ABOUT THIS EXERCISE: Transcribe exactly the lines that fall between the one holding "lengths differ: 2" and the one holding "-> Result<Vec<f64>, RecommendError>", inclusive, from the entries below.

EXERCISE DATA:
= Beginning of Section =

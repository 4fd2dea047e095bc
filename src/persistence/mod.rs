//! Ghost run persistence
//!
//! Features:
//! - Pluggable string key-value backend (memory, files, LocalStorage)
//! - One best run per maze fingerprint, replaced only by a faster run
//! - Corrupt records are logged and treated as missing

pub mod memory;

#[cfg(not(target_arch = "wasm32"))]
pub mod file;

#[cfg(target_arch = "wasm32")]
pub mod local_storage;

pub use memory::MemoryStore;

#[cfg(not(target_arch = "wasm32"))]
pub use file::FileStore;

#[cfg(target_arch = "wasm32")]
pub use local_storage::LocalStorageStore;

use crate::error::Result;
use crate::ghost::GhostRun;

/// Minimal string store the host provides.
///
/// `set` must replace the whole value atomically: a reader sees either the
/// previous record or the new one, never a partial write.
pub trait KeyValueStore {
    fn get(&self, key: &str) -> Result<Option<String>>;
    fn set(&mut self, key: &str, value: &str) -> Result<()>;
    fn remove(&mut self, key: &str) -> Result<()>;
}

/// Storage key for a fingerprint's best run
pub fn storage_key(fingerprint: &str) -> String {
    format!("ghost_{fingerprint}")
}

/// Best-run-per-maze policy over a key-value backend
#[derive(Debug, Clone, Default)]
pub struct GhostStore<S> {
    backend: S,
}

impl<S: KeyValueStore> GhostStore<S> {
    pub fn new(backend: S) -> Self {
        Self { backend }
    }

    /// Stored best run for a maze, if any
    pub fn load_best(&self, fingerprint: &str) -> Result<Option<GhostRun>> {
        let Some(json) = self.backend.get(&storage_key(fingerprint))? else {
            return Ok(None);
        };
        match serde_json::from_str::<GhostRun>(&json) {
            Ok(run) if run.maze_fingerprint == fingerprint => {
                log::debug!("Loaded ghost {} ({:.2}s)", fingerprint, run.time);
                Ok(Some(run))
            }
            Ok(run) => {
                log::warn!(
                    "Ghost under {} belongs to {}, ignoring",
                    fingerprint,
                    run.maze_fingerprint
                );
                Ok(None)
            }
            Err(e) => {
                log::warn!("Corrupt ghost record for {}: {}", fingerprint, e);
                Ok(None)
            }
        }
    }

    /// Persist `run` if it is the first or fastest for its maze.
    /// Returns whether it was stored.
    pub fn offer(&mut self, run: &GhostRun) -> Result<bool> {
        if let Some(existing) = self.load_best(&run.maze_fingerprint)? {
            if !run.beats(&existing) {
                log::debug!(
                    "Ghost {:.2}s does not beat {:.2}s for {}",
                    run.time,
                    existing.time,
                    run.maze_fingerprint
                );
                return Ok(false);
            }
        }

        let json = serde_json::to_string(run)?;
        self.backend.set(&storage_key(&run.maze_fingerprint), &json)?;
        log::info!(
            "New best ghost for {}: {:.2}s ({} snapshots)",
            run.maze_fingerprint,
            run.time,
            run.snapshots.len()
        );
        Ok(true)
    }

    pub fn clear(&mut self, fingerprint: &str) -> Result<()> {
        self.backend.remove(&storage_key(fingerprint))
    }

    pub fn backend(&self) -> &S {
        &self.backend
    }
}

#[cfg(test)]
mod tests {
    use super::*;
    use crate::ghost::{Snapshot, fingerprint};

    fn run(time: f32) -> GhostRun {
        GhostRun {
            maze_fingerprint: fingerprint(10, 7, 1, 7),
            level: 1,
            time,
            snapshots: vec![
                Snapshot {
                    x: 20.0,
                    y: 20.0,
                    t: 0.0,
                },
                Snapshot {
                    x: 260.0,
                    y: 380.0,
                    t: time,
                },
            ],
        }
    }

    #[test]
    fn test_keeps_fastest_run() {
        let mut store = GhostStore::new(MemoryStore::new());
        let key = fingerprint(10, 7, 1, 7);

        assert!(store.offer(&run(42.0)).unwrap());
        assert!(store.offer(&run(30.0)).unwrap());
        assert_eq!(store.load_best(&key).unwrap().unwrap().time, 30.0);

        assert!(!store.offer(&run(50.0)).unwrap());
        assert_eq!(store.load_best(&key).unwrap().unwrap().time, 30.0);
        assert_eq!(store.backend().len(), 1);
    }

    #[test]
    fn test_equal_time_does_not_replace() {
        let mut store = GhostStore::new(MemoryStore::new());
        assert!(store.offer(&run(30.0)).unwrap());
        assert!(!store.offer(&run(30.0)).unwrap());
    }

    #[test]
    fn test_missing_ghost_is_none() {
        let store = GhostStore::new(MemoryStore::new());
        assert!(store.load_best("3x3_L1_S1").unwrap().is_none());
    }

    #[test]
    fn test_corrupt_record_treated_as_missing() {
        let mut backend = MemoryStore::new();
        let key = fingerprint(10, 7, 1, 7);
        backend.set(&storage_key(&key), "{not json").unwrap();

        let mut store = GhostStore::new(backend);
        assert!(store.load_best(&key).unwrap().is_none());
        // A fresh run overwrites the bad record
        assert!(store.offer(&run(55.0)).unwrap());
        assert_eq!(store.load_best(&key).unwrap().unwrap().time, 55.0);
    }

    #[test]
    fn test_stored_bytes_roundtrip() {
        let mut store = GhostStore::new(MemoryStore::new());
        let original = run(12.5);
        store.offer(&original).unwrap();

        let key = storage_key(&original.maze_fingerprint);
        let stored = store.backend().get(&key).unwrap().unwrap();
        let loaded = store.load_best(&original.maze_fingerprint).unwrap().unwrap();
        assert_eq!(loaded, original);
        assert_eq!(serde_json::to_string(&loaded).unwrap(), stored);
    }

    #[test]
    fn test_clear() {
        let mut store = GhostStore::new(MemoryStore::new());
        let original = run(12.5);
        store.offer(&original).unwrap();
        store.clear(&original.maze_fingerprint).unwrap();
        assert!(store.load_best(&original.maze_fingerprint).unwrap().is_none());
    }
}
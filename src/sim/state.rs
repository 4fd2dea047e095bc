//! Ball simulation state
//!
//! Owned by [`super::tick::BallSimulator`]; everything outside the simulator
//! sees it through a shared reference or a [`TickSnapshot`] copy.

use std::collections::VecDeque;

use glam::Vec2;
use serde::{Deserialize, Serialize};

/// Current phase of a run
#[derive(Debug, Clone, Copy, PartialEq, Eq, Default, Serialize, Deserialize)]
pub enum Phase {
    /// Ball responds to tilt
    #[default]
    Running,
    /// Goal reached; physics frozen until reset
    Won,
}

/// Bounded history of recent ball positions (oldest first)
#[derive(Debug, Clone, PartialEq, Default, Serialize, Deserialize)]
pub struct Trail {
    points: VecDeque<Vec2>,
    capacity: usize,
}

impl Trail {
    pub fn new(capacity: usize) -> Self {
        Self {
            points: VecDeque::with_capacity(capacity),
            capacity,
        }
    }

    /// Append a point, evicting the oldest when full
    pub fn push(&mut self, point: Vec2) {
        if self.capacity == 0 {
            return;
        }
        if self.points.len() == self.capacity {
            self.points.pop_front();
        }
        self.points.push_back(point);
    }

    pub fn clear(&mut self) {
        self.points.clear();
    }

    pub fn len(&self) -> usize {
        self.points.len()
    }

    pub fn is_empty(&self) -> bool {
        self.points.is_empty()
    }

    pub fn capacity(&self) -> usize {
        self.capacity
    }

    pub fn iter(&self) -> impl Iterator<Item = &Vec2> {
        self.points.iter()
    }

    pub fn newest(&self) -> Option<Vec2> {
        self.points.back().copied()
    }
}

/// Everything that changes tick to tick
#[derive(Debug, Clone, PartialEq, Serialize, Deserialize)]
pub struct SimulationState {
    pub(crate) pos: Vec2,
    pub(crate) vel: Vec2,
    /// Total pixels travelled this run
    pub(crate) traveled: f32,
    /// Seconds of accepted ticks this run
    pub(crate) elapsed: f32,
    pub(crate) trail: Trail,
    pub(crate) phase: Phase,
}

impl SimulationState {
    /// Fresh state with the ball at rest at `pos`
    pub fn at_rest(pos: Vec2, trail_capacity: usize) -> Self {
        Self {
            pos,
            vel: Vec2::ZERO,
            traveled: 0.0,
            elapsed: 0.0,
            trail: Trail::new(trail_capacity),
            phase: Phase::Running,
        }
    }

    pub fn position(&self) -> Vec2 {
        self.pos
    }

    pub fn velocity(&self) -> Vec2 {
        self.vel
    }

    pub fn traveled(&self) -> f32 {
        self.traveled
    }

    pub fn elapsed(&self) -> f32 {
        self.elapsed
    }

    pub fn trail(&self) -> &Trail {
        &self.trail
    }

    pub fn phase(&self) -> Phase {
        self.phase
    }

    pub fn has_won(&self) -> bool {
        self.phase == Phase::Won
    }
}

/// Immutable result of one tick, handed to scoring, ghosts and the renderer
#[derive(Debug, Clone, Copy, PartialEq, Serialize, Deserialize)]
pub struct TickSnapshot {
    pub position: Vec2,
    pub velocity: Vec2,
    pub has_won: bool,
    /// True only on the tick that entered the Won phase
    pub just_won: bool,
    /// Pixels moved during this tick
    pub distance_delta: f32,
    pub traveled: f32,
    pub elapsed: f32,
}

impl TickSnapshot {
    pub(crate) fn of(state: &SimulationState, distance_delta: f32, just_won: bool) -> Self {
        Self {
            position: state.pos,
            velocity: state.vel,
            has_won: state.has_won(),
            just_won,
            distance_delta,
            traveled: state.traveled,
            elapsed: state.elapsed,
        }
    }
}
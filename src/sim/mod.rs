//! Deterministic simulation module
//!
//! All gameplay logic lives here. This module must be pure and deterministic:
//! - Host-supplied dt only, no internal clock
//! - Seeded RNG only
//! - No rendering or platform dependencies

pub mod collision;
pub mod layout;
pub mod maze;
pub mod solver;
pub mod state;
pub mod tick;

pub use collision::{collides, reached_goal};
pub use layout::Layout;
pub use maze::{Cell, Direction, GridPos, Maze, farthest_corner};
pub use solver::{optimal_distance, path_between, shortest_path, shortest_path_length};
pub use state::{Phase, SimulationState, TickSnapshot, Trail};
pub use tick::{BallSimulator, TickInput};
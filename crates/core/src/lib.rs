mod matrix;
pub use matrix::RatingMatrix;

mod predictor;
pub use predictor::predict_ratings;

mod recommender;
pub use recommender::{Recommendation, recommend, recommend_scored};
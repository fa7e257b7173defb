use crate::RecommendError;

/// Compute cosine similarity between two rating vectors.
///
/// Returns a value in [-1.0, 1.0] where 1.0 means identical direction.
/// A vector with zero norm has no direction, so its similarity to anything is 0.0.
pub fn cosine_similarity(a: &[u32], b: &[u32]) -> Result<f64, RecommendError> {
  if a.is_empty() || b.is_empty() {
    return Err(RecommendError::invalid("cannot compare empty rating vectors"));
  }
  if a.len() != b.len() {
    return Err(RecommendError::invalid(format!(
      "rating vector lengths differ: {} vs {}",
      a.len(),
      b.len()
    )));
  }

  let mut dot = 0.0_f64;
  let mut norm_a = 0.0_f64;
  let mut norm_b = 0.0_f64;

  for (&x, &y) in a.iter().zip(b.iter()) {
    let x = f64::from(x);
    let y = f64::from(y);
    dot = x.mul_add(y, dot);
    norm_a = x.mul_add(x, norm_a);
    norm_b = y.mul_add(y, norm_b);
  }

  // Ratings are integers, so a nonzero norm is at least 1.
  if norm_a == 0.0 || norm_b == 0.0 {
    return Ok(0.0);
  }

  Ok(dot / (norm_a.sqrt() * norm_b.sqrt()))
}

#[cfg(test)]
mod tests {
  use super::*;
  use crate::RecommendErrorKind;

  const EPS: f64 = 1e-12;

  #[test]
  fn symmetric() {
    let pairs: [(&[u32], &[u32]); 3] = [
      (&[5, 3, 0], &[4, 0, 0]),
      (&[5, 3, 0], &[0, 5, 4]),
      (&[1, 2, 3, 4], &[4, 0, 2, 1]),
    ];
    for (a, b) in pairs {
      let ab = cosine_similarity(a, b).unwrap();
      let ba = cosine_similarity(b, a).unwrap();
      assert!((ab - ba).abs() < EPS, "{ab} != {ba}");
    }
  }

  #[test]
  fn self_similarity_is_one() {
    let v = [3, 0, 4, 1];
    assert!((cosine_similarity(&v, &v).unwrap() - 1.0).abs() < EPS);
  }

  #[test]
  fn scale_does_not_matter() {
    let sim = cosine_similarity(&[1, 2, 0], &[2, 4, 0]).unwrap();
    assert!((sim - 1.0).abs() < EPS);
  }

  #[test]
  fn known_value() {
    // dot = 20, |a| = sqrt(34), |b| = sqrt(16)
    let sim = cosine_similarity(&[5, 3, 0], &[4, 0, 0]).unwrap();
    assert!((sim - 20.0 / (34.0_f64.sqrt() * 4.0)).abs() < EPS);
  }

  #[test]
  fn disjoint_vectors_are_orthogonal() {
    assert_eq!(cosine_similarity(&[1, 0, 0], &[0, 0, 7]).unwrap(), 0.0);
  }

  #[test]
  fn zero_vector_yields_zero() {
    assert_eq!(cosine_similarity(&[0, 0, 0], &[1, 2, 3]).unwrap(), 0.0);
    assert_eq!(cosine_similarity(&[1, 2, 3], &[0, 0, 0]).unwrap(), 0.0);
    assert_eq!(cosine_similarity(&[0, 0], &[0, 0]).unwrap(), 0.0);
  }

  #[test]
  fn empty_is_invalid() {
    let err = cosine_similarity(&[], &[]).unwrap_err();
    assert_eq!(err.kind(), RecommendErrorKind::InvalidInput);
    let err = cosine_similarity(&[1], &[]).unwrap_err();
    assert_eq!(err.kind(), RecommendErrorKind::InvalidInput);
  }

  #[test]
  fn length_mismatch_is_invalid() {
    let err = cosine_similarity(&[1, 2], &[1, 2, 3]).unwrap_err();
    assert_eq!(
      err,
      RecommendError::invalid("rating vector lengths differ: 2 vs 3")
    );
  }
}
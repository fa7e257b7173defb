use neighborrec_core::recommend_scored;
use neighborrec_shared::{AppEnv, AppError};
use tracing_error::ErrorLayer;
use tracing_subscriber::{layer::SubscriberExt, util::SubscriberInitExt};

mod output;
mod ratings;

use crate::output::render;
use crate::ratings::load_ratings;

fn main() -> Result<(), AppError> {
  // Load .env first so RUST_LOG can come from it.
  dotenvy::dotenv().ok();
  tracing_subscriber::registry()
    .with(
      tracing_subscriber::EnvFilter::try_from_default_env().unwrap_or_else(|_| {
        format!("{}=debug,neighborrec_core=debug", env!("CARGO_CRATE_NAME")).into()
      }),
    )
    .with(tracing_subscriber::fmt::layer().with_writer(std::io::stderr))
    .with(ErrorLayer::default())
    .init();

  let env = AppEnv::from_env()?;
  let matrix = load_ratings(&env.ratings_path)?;

  let recommendations =
    recommend_scored(&matrix, env.target_user, env.top_n).inspect_err(|err| {
      tracing::error!(target_user = env.target_user, %err, "Recommendation failed");
    })?;

  let rendered = render(&recommendations, env.target_user, env.top_n, env.output_format)?;
  print!("{rendered}");

  Ok(())
}
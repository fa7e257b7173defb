mod error;
pub use error::{AppError, RecommendError, RecommendErrorKind};

mod env;
pub use env::{AppEnv, OutputFormat};

pub mod similarity;
use neighborrec_shared::{RecommendError, similarity::cosine_similarity};

use crate::RatingMatrix;

/// Predict a rating for every item on behalf of `target_user`.
///
/// Each unrated item gets the similarity-weighted average of the ratings other
/// users gave it, normalised by the summed absolute similarity of those users:
///
/// `prediction[i] = Σ sim(target, u) × r[u][i] / Σ |sim(target, u)|` over `u ≠ target, r[u][i] > 0`
///
/// Items with no signal, and every item the target already rated, are `0.0`.
#[tracing::instrument(level = "debug", skip(matrix))]
pub fn predict_ratings(
  matrix: &RatingMatrix,
  target_user: usize,
) -> Result<Vec<f64>, RecommendError> {
  if matrix.is_empty() {
    return Err(RecommendError::empty("rating matrix has no users"));
  }
  let Some(target) = matrix.row(target_user) else {
    return Err(RecommendError::invalid(format!(
      "user {target_user} out of range (0..{})",
      matrix.user_count()
    )));
  };

  // Self-similarity stays `None` and never enters the aggregation.
  let similarities = matrix
    .rows()
    .enumerate()
    .map(|(user, row)| {
      if user == target_user {
        Ok(None)
      } else {
        cosine_similarity(target, row).map(Some)
      }
    })
    .collect::<Result<Vec<_>, _>>()?;

  let mut predicted = vec![0.0_f64; matrix.item_count()];
  let mut candidates = 0_usize;

  for item in matrix.unrated_items(target_user) {
    candidates += 1;
    let mut weighted_sum = 0.0_f64;
    let mut similarity_mass = 0.0_f64;

    for (row, similarity) in matrix.rows().zip(&similarities) {
      let Some(sim) = *similarity else {
        continue;
      };
      let rating = row[item];
      if rating == 0 {
        continue;
      }
      weighted_sum = sim.mul_add(f64::from(rating), weighted_sum);
      similarity_mass += sim.abs();
    }

    if similarity_mass > 0.0 {
      predicted[item] = weighted_sum / similarity_mass;
    }
  }

  tracing::debug!(
    target_user,
    users = matrix.user_count(),
    items = matrix.item_count(),
    candidates,
    "Predicted ratings"
  );

  Ok(predicted)
}
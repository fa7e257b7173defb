use neighborrec_shared::RecommendError;
use serde::Serialize;

use crate::{RatingMatrix, predict_ratings};

/// A candidate item together with its predicted rating.
#[derive(Debug, Clone, Copy, PartialEq, Serialize)]
pub struct Recommendation {
  /// 0-based item id.
  pub item: usize,
  pub score: f64,
}

/// Rank the items `target_user` has not rated and keep the best `top_n`.
///
/// Candidates are ordered by predicted rating, highest first. Equal predictions
/// are ordered by ascending item id, so the result is fully deterministic.
#[tracing::instrument(skip(matrix))]
pub fn recommend_scored(
  matrix: &RatingMatrix,
  target_user: usize,
  top_n: usize,
) -> Result<Vec<Recommendation>, RecommendError> {
  let predicted = predict_ratings(matrix, target_user)?;
  if predicted.is_empty() {
    return Err(RecommendError::empty(format!("no predictions for user {target_user}")));
  }

  let mut ranked: Vec<Recommendation> = matrix
    .unrated_items(target_user)
    .map(|item| Recommendation {
      item,
      score: predicted[item],
    })
    .collect();
  let candidates = ranked.len();

  ranked.sort_by(|a, b| b.score.total_cmp(&a.score).then(a.item.cmp(&b.item)));
  ranked.truncate(top_n);

  tracing::info!(
    target_user,
    top_n,
    candidates,
    returned = ranked.len(),
    "Recommendations ranked"
  );

  Ok(ranked)
}

/// Item ids of [`recommend_scored`], best first.
pub fn recommend(
  matrix: &RatingMatrix,
  target_user: usize,
  top_n: usize,
) -> Result<Vec<usize>, RecommendError> {
  Ok(
    recommend_scored(matrix, target_user, top_n)?
      .into_iter()
      .map(|rec| rec.item)
      .collect(),
  )
}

= End of Section =

COMPLETED EXERCISE:
      RecommendError::invalid("rating vector lengths differ: 2 vs 3")
    );
  }
}
repository fa7e257b7173defb
use neighborrec_core::recommend_scored;
use neighborrec_shared::{AppEnv, AppError};
use tracing_error::ErrorLayer;
use tracing_subscriber::{layer::SubscriberExt, util::SubscriberInitExt};

mod output;
mod ratings;

use crate::output::render;
use crate::ratings::load_ratings;

fn main() -> Result<(), AppError> {
  // Load .env first so RUST_LOG can come from it.
  dotenvy::dotenv().ok();
  tracing_subscriber::registry()
    .with(
      tracing_subscriber::EnvFilter::try_from_default_env().unwrap_or_else(|_| {
        format!("{}=debug,neighborrec_core=debug", env!("CARGO_CRATE_NAME")).into()
      }),
    )
    .with(tracing_subscriber::fmt::layer().with_writer(std::io::stderr))
    .with(ErrorLayer::default())
    .init();

  let env = AppEnv::from_env()?;
  let matrix = load_ratings(&env.ratings_path)?;

  let recommendations =
    recommend_scored(&matrix, env.target_user, env.top_n).inspect_err(|err| {
      tracing::error!(target_user = env.target_user, %err, "Recommendation failed");
    })?;

  let rendered = render(&recommendations, env.target_user, env.top_n, env.output_format)?;
  print!("{rendered}");

  Ok(())
}
repository fa7e257b7173defb
mod error;
pub use error::{AppError, RecommendError, RecommendErrorKind};

mod env;
pub use env::{AppEnv, OutputFormat};

pub mod similarity;
use neighborrec_shared::{RecommendError, similarity::cosine_similarity};

use crate::RatingMatrix;

/// Predict a rating for every item on behalf of `target_user`.
///
/// Each unrated item gets the similarity-weighted average of the ratings other
/// users gave it, normalised by the summed absolute similarity of those users:
///
/// `prediction[i] = Σ sim(target, u) × r[u][i] / Σ |sim(target, u)|` over `u ≠ target, r[u][i] > 0`
///
/// Items with no signal, and every item the target already rated, are `0.0`.
#[tracing::instrument(level = "debug", skip(matrix))]
pub fn predict_ratings(
  matrix: &RatingMatrix,
  target_user: usize,
) -> Result<Vec<f64>, RecommendError> {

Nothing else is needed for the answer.